Here’s what we know about the new folding phone concept from Samsung, which also, of course, makes the distinctly non-bendy Galaxy Note and Galaxy S line of handsets.

The basics

The device isn’t a thing you can buy yet. The company showed the concept off at the Samsung Developers Conference earlier this month; they’ve dubbed the folding screen the “Infinity Flex Display,” and in a statement, describe the gadget as “a compact smartphone that unfolds to reveal a larger immersive display for multitasking and viewing content.”

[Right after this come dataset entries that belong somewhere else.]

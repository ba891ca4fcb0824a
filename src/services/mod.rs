//! Built-in component shells and the platform catalog.
//!
//! - [`ListenerService`] binds a TCP address and accepts until cancelled.
//! - [`TickerService`] wakes up at a fixed interval until cancelled.
//! - [`platform_catalog`] maps the seven platform names onto these shells.

mod listener;
mod platform;
mod ticker;

pub use listener::ListenerService;
pub use platform::{
    CONFIGSTORE, EXECUTOR, GATEWAY, GITSERVER, NOTIFICATION, RUNSERVICE, SCHEDULER,
    platform_catalog,
};
pub use ticker::TickerService;
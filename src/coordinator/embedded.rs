//! # Embedded coordinator.
//!
//! A single-node coordination backend for standalone and test setups, where no
//! external coordination cluster is available.
//!
//! ```text
//! start(data_dir)
//!   ├─► create data_dir
//!   ├─► load <data_dir>/snapshot.json (absent = empty store)
//!   └─► mark ready
//!
//! CoordinatorComponent::run(token)
//!   ├─► ready()          → log "embedded coordinator is ready"
//!   ├─► token.cancelled()
//!   └─► close()          → write snapshot (once)
//! ```

use std::io::ErrorKind;
use std::path::{Path, PathBuf};
use std::sync::Arc;
use std::sync::atomic::{AtomicBool, Ordering};

use async_trait::async_trait;
use tokio::sync::watch;
use tokio_util::sync::CancellationToken;
use tracing::info;

use super::CoordinatorError;
use super::store::{Snapshot, Store};
use crate::components::Component;
use crate::error::ComponentError;

const SNAPSHOT_FILE: &str = "snapshot.json";

/// Name the coordinator runs under in the supervisor.
pub const COORDINATOR_NAME: &str = "coordinator";

/// Running embedded coordination backend.
#[derive(Debug)]
pub struct EmbeddedCoordinator {
    data_dir: PathBuf,
    store: Store,
    ready: watch::Sender<bool>,
    closed: AtomicBool,
}

impl EmbeddedCoordinator {
    /// Starts the backend, restoring any snapshot found in `data_dir`.
    pub async fn start(data_dir: impl Into<PathBuf>) -> Result<Self, CoordinatorError> {
        let data_dir = data_dir.into();
        tokio::fs::create_dir_all(&data_dir)
            .await
            .map_err(|source| CoordinatorError::CreateDir {
                path: data_dir.clone(),
                source,
            })?;

        let snapshot = load_snapshot(&data_dir.join(SNAPSHOT_FILE)).await?;
        let (ready, _) = watch::channel(false);
        let coordinator = Self {
            data_dir,
            store: Store::from_snapshot(snapshot),
            ready,
            closed: AtomicBool::new(false),
        };
        coordinator.ready.send_replace(true);
        Ok(coordinator)
    }

    /// Resolves once the backend serves requests.
    pub async fn ready(&self) {
        let mut rx = self.ready.subscribe();
        let _ = rx.wait_for(|ready| *ready).await;
    }

    /// Shared store served by this backend.
    pub fn store(&self) -> &Store {
        &self.store
    }

    pub fn data_dir(&self) -> &Path {
        &self.data_dir
    }

    /// Persists the store and releases the backend. Later calls are no-ops.
    pub async fn close(&self) -> Result<(), CoordinatorError> {
        if self.closed.swap(true, Ordering::SeqCst) {
            return Ok(());
        }
        self.ready.send_replace(false);

        let path = self.data_dir.join(SNAPSHOT_FILE);
        let bytes = serde_json::to_vec_pretty(&self.store.snapshot().await).map_err(|source| {
            CoordinatorError::EncodeSnapshot {
                path: path.clone(),
                source,
            }
        })?;

        let tmp = path.with_extension("json.tmp");
        let write = async {
            tokio::fs::write(&tmp, &bytes).await?;
            tokio::fs::rename(&tmp, &path).await
        };
        let res = write.await;
        res.map_err(|source| CoordinatorError::WriteSnapshot { path, source })
    }

    pub fn is_closed(&self) -> bool {
        self.closed.load(Ordering::SeqCst)
    }
}

async fn load_snapshot(path: &Path) -> Result<Snapshot, CoordinatorError> {
    let bytes = match tokio::fs::read(path).await {
        Ok(bytes) => bytes,
        Err(e) if e.kind() == ErrorKind::NotFound => return Ok(Snapshot::default()),
        Err(source) => {
            return Err(CoordinatorError::ReadSnapshot {
                path: path.to_path_buf(),
                source,
            });
        }
    };
    serde_json::from_slice(&bytes).map_err(|source| CoordinatorError::DecodeSnapshot {
        path: path.to_path_buf(),
        source,
    })
}

/// Runs an [`EmbeddedCoordinator`] as a supervised component.
pub struct CoordinatorComponent {
    inner: Arc<EmbeddedCoordinator>,
}

impl CoordinatorComponent {
    pub fn new(inner: Arc<EmbeddedCoordinator>) -> Self {
        Self { inner }
    }
}

#[async_trait]
impl Component for CoordinatorComponent {
    fn name(&self) -> &str {
        COORDINATOR_NAME
    }

    async fn run(&self, ctx: CancellationToken) -> Result<(), ComponentError> {
        self.inner.ready().await;
        info!(data_dir = %self.inner.data_dir().display(), "embedded coordinator is ready");

        ctx.cancelled().await;
        info!("stopping embedded coordinator");
        self.inner
            .close()
            .await
            .map_err(|e| ComponentError::failed(e.to_string()))?;
        Err(ComponentError::Canceled)
    }
}

#[cfg(test)]
mod tests {
    use super::*;

    #[tokio::test]
    async fn state_survives_close_and_restart() {
        let dir = tempfile::tempdir().unwrap();
        let data_dir = dir.path().join("coord");

        let coord = EmbeddedCoordinator::start(&data_dir).await.unwrap();
        coord.ready().await;
        coord.store().put("runs/1", "queued").await;
        assert!(coord.store().try_lock("scheduler", "a").await);
        coord.close().await.unwrap();
        assert!(coord.is_closed());
        coord.close().await.unwrap();

        let again = EmbeddedCoordinator::start(&data_dir).await.unwrap();
        assert_eq!(again.store().get("runs/1").await.unwrap().value, "queued");
        assert!(!again.store().try_lock("scheduler", "b").await);
        assert_eq!(again.store().revision().await, 2);
    }

    #[tokio::test]
    async fn corrupt_snapshot_fails_start() {
        let dir = tempfile::tempdir().unwrap();
        std::fs::write(dir.path().join(SNAPSHOT_FILE), b"not json").unwrap();

        let err = EmbeddedCoordinator::start(dir.path()).await.unwrap_err();
        assert!(matches!(err, CoordinatorError::DecodeSnapshot { .. }));
    }

    #[tokio::test]
    async fn data_dir_under_a_file_fails_start() {
        let dir = tempfile::tempdir().unwrap();
        let file = dir.path().join("plain");
        std::fs::write(&file, b"x").unwrap();

        let err = EmbeddedCoordinator::start(file.join("coord")).await.unwrap_err();
        assert_eq!(err.as_label(), "coordinator_create_dir");
    }

    #[tokio::test]
    async fn component_closes_on_cancellation() {
        let dir = tempfile::tempdir().unwrap();
        let coord = Arc::new(EmbeddedCoordinator::start(dir.path()).await.unwrap());
        let component = CoordinatorComponent::new(Arc::clone(&coord));

        let token = CancellationToken::new();
        let run = tokio::spawn({
            let token = token.clone();
            async move { component.run(token).await }
        });
        token.cancel();

        let res = run.await.unwrap();
        assert!(res.unwrap_err().is_canceled());
        assert!(coord.is_closed());
        assert!(dir.path().join(SNAPSHOT_FILE).exists());
    }
}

It will have a screen on the front—like the cover of a book—and a main bendy screen on the inside. The cover-like screen will reportedly measure 4.58 inches on the diagonal, and the unfolded display will be 7.3 inches diagonally, which puts it somewhere between an iPhone XS Max and an iPad Mini. The resolution on the two screens will be 840 by 1,960 pixels, and 1,536 by 2,152, respectively.

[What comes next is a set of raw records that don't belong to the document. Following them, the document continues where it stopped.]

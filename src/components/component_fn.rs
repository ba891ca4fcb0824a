//! # Function-backed component (`ComponentFn`)
//!
//! [`ComponentFn`] wraps a closure `F: Fn(CancellationToken) -> Fut`, producing
//! the component's run future on demand. Handy for tests and for embedding
//! small services without a dedicated type.
//!
//! ## Example
//! ```rust
//! use tokio_util::sync::CancellationToken;
//! use servicevisor::{ComponentFn, ComponentHandle, ComponentError};
//!
//! let c: ComponentHandle = ComponentFn::boxed("worker", |ctx: CancellationToken| async move {
//!     ctx.cancelled().await;
//!     Ok::<_, ComponentError>(())
//! });
//!
//! assert_eq!(c.name(), "worker");
//! ```

use std::borrow::Cow;
use std::future::Future;

use async_trait::async_trait;
use tokio_util::sync::CancellationToken;

use crate::components::component::{Component, ComponentHandle};
use crate::error::ComponentError;

/// Function-backed component implementation.
#[derive(Debug)]
pub struct ComponentFn<F> {
    name: Cow<'static, str>,
    f: F,
}

impl<F> ComponentFn<F> {
    /// Creates a new function-backed component.
    ///
    /// Prefer [`ComponentFn::boxed`] when you immediately need a [`ComponentHandle`].
    pub fn new(name: impl Into<Cow<'static, str>>, f: F) -> Self {
        Self {
            name: name.into(),
            f,
        }
    }
}

impl<F, Fut> ComponentFn<F>
where
    F: Fn(CancellationToken) -> Fut + Send + Sync + 'static,
    Fut: Future<Output = Result<(), ComponentError>> + Send + 'static,
{
    /// Creates the component and returns it as an owned handle.
    pub fn boxed(name: impl Into<Cow<'static, str>>, f: F) -> ComponentHandle {
        Box::new(Self::new(name, f))
    }
}

#[async_trait]
impl<F, Fut> Component for ComponentFn<F>
where
    F: Fn(CancellationToken) -> Fut + Send + Sync + 'static,
    Fut: Future<Output = Result<(), ComponentError>> + Send + 'static,
{
    fn name(&self) -> &str {
        &self.name
    }

    async fn run(&self, ctx: CancellationToken) -> Result<(), ComponentError> {
        (self.f)(ctx).await
    }
}

#[cfg(test)]
mod tests {
    use super::*;

    #[tokio::test]
    async fn runs_the_closure_with_the_given_token() {
        let c = ComponentFn::boxed("echo", |ctx: CancellationToken| async move {
            if ctx.is_cancelled() {
                Err(ComponentError::Canceled)
            } else {
                Err(ComponentError::failed("not cancelled"))
            }
        });

        let token = CancellationToken::new();
        token.cancel();
        let err = c.run(token).await.unwrap_err();
        assert!(err.is_canceled());
    }
}
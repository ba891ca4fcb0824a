//! Runtime events: types and broadcast bus.
//!
//! This module groups the event **data model** and the **bus** used to
//! publish/subscribe to runtime events emitted by the supervisor, component
//! runners and subscriber workers.
//!
//! ## Contents
//! - [`EventKind`], [`Event`] event classification and payload metadata
//! - [`Bus`] thin wrapper over `tokio::sync::broadcast`
//!
//! ## Quick reference
//! - **Publishers**: `Supervisor` (startup, shutdown), `runner::run_component`
//!   (lifecycle), `SubscriberSet` workers (overflow/panic).
//! - **Consumers**: `Supervisor::subscriber_listener()` which fans out to the
//!   `SubscriberSet`.

mod bus;
mod event;

pub use bus::Bus;
pub use event::{Event, EventKind};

A folding display will have some obvious tradeoffs, Harrison says. One obvious point: you can’t use glass, which is more scratch-resistant than the flexible plastic or polymer alternatives. “There’s a very good reason we use glass” on the smartphone screens of today, he says. “It is a very durable medium.”

Samsung folding phone
The folding phone will likely not be the actual size depicted in this photo. Samsung

And of course, a traditional smartphone doesn’t have moving parts, besides the buttons, a design scheme that makes it more robust.

That’s not true of a folding device, which by their nature, must hinge. “If you’re opening and closing this 50 times a day, times the lifetime of the phone, you better believe there will be failure,” he adds. (Indeed, by one recent estimate, Americans eyeball their phones 52 times daily, on average; if some of those looks include unfolding a device, that could mean a lot of movement for the gadget.) “It’s a real engineering challenge to have something that’s truly bendable, and looks as good as a modern OLED [screen].”

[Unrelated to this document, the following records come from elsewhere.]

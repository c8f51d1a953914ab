#![forbid(unsafe_code)]

//! Animation core for decipher.
//!
//! This crate holds everything algorithmic about a scramble-reveal run and
//! nothing about how it gets drawn or scheduled:
//!
//! - [`geometry`]: cell-grid rectangles for layout bounds and visibility tests
//! - [`charset`]: the pool of substitute glyphs and deterministic sampling
//! - [`cancel`]: the cancellation flag captured by frame callbacks
//! - [`reveal`]: the [`RevealRun`] state machine itself
//!
//! A run starts fully scrambled and reveals the target string left-to-right
//! at one cadence while re-randomizing the remainder at another, until the
//! whole string is shown. Time enters only through [`RevealRun::tick`], so
//! the core is deterministic and host-agnostic: drive it from a terminal
//! event loop, a test, or a bench with identical results.
//!
//! # Example
//!
//! ```
//! use decipher_core::reveal::RevealRun;
//! use std::time::Duration;
//!
//! let mut run = RevealRun::new("HELLO").reveal_delay(Duration::from_millis(10));
//! run.tick(Duration::from_millis(25));
//! assert_eq!(run.revealed(), 2);
//! run.tick(Duration::from_millis(25));
//! assert_eq!(run.display(), "HELLO");
//! assert!(run.is_complete());
//! ```
//!
//! [`RevealRun`]: reveal::RevealRun

pub mod cancel;
pub mod charset;
pub mod geometry;
pub mod reveal;

pub use cancel::CancelToken;
pub use charset::{Charset, DEFAULT_CHARSET};
pub use geometry::Rect;
pub use reveal::RevealRun;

But while those are some potential drawbacks, the benefits of a foldable device are clear: a smartphone-sized form-factor can grow to have a tablet-like screen, possibly changing the way people use phones (and making small tablets, like the iPad Mini, feel even less relevant).

The future

You can’t buy one of these devices, because they’re not on the market yet. That might change in 2019. According to a news report from South Korea, it could go on sale in March. It could be called the Galaxy F, and it might be very pricey: in the ballpark of $1,770. For comparison, an iPad Pro starts at $799, but that number can creep up to $1,899 if you get the largest size, the most storage, and a cellular data connection. (Pro tip: don’t fold your iPad.)

A folding device will need software that knows how handle the new bendy world, which in this case is Android’s job. The operating system and apps should be able to contextually change how they display information on a device with multiple screens. “For example, start a video with the folded smaller screen – and later you can sit down and unfold the device to get a larger tablet-sized screen for a beautiful, immersive experience,” Stephanie Cuthbertson, director of product management at Google, wrote on the Android Developers Blog. “As you unfold, the app seamlessly transfers to the bigger screen without missing a beat. We’re optimizing Android for this new form factor.”

If you’re on the market for a new smartphone, your best bet is to obviously buy one of the traditional, stiff ones on the market now. Excited about a device that can fold? You’ll need to wait until next year to see what the actual options are. And maybe someday in the future we’ll get a folding umbrella-style tablet from Samsung that works as a rain-blocker in a pinch, too.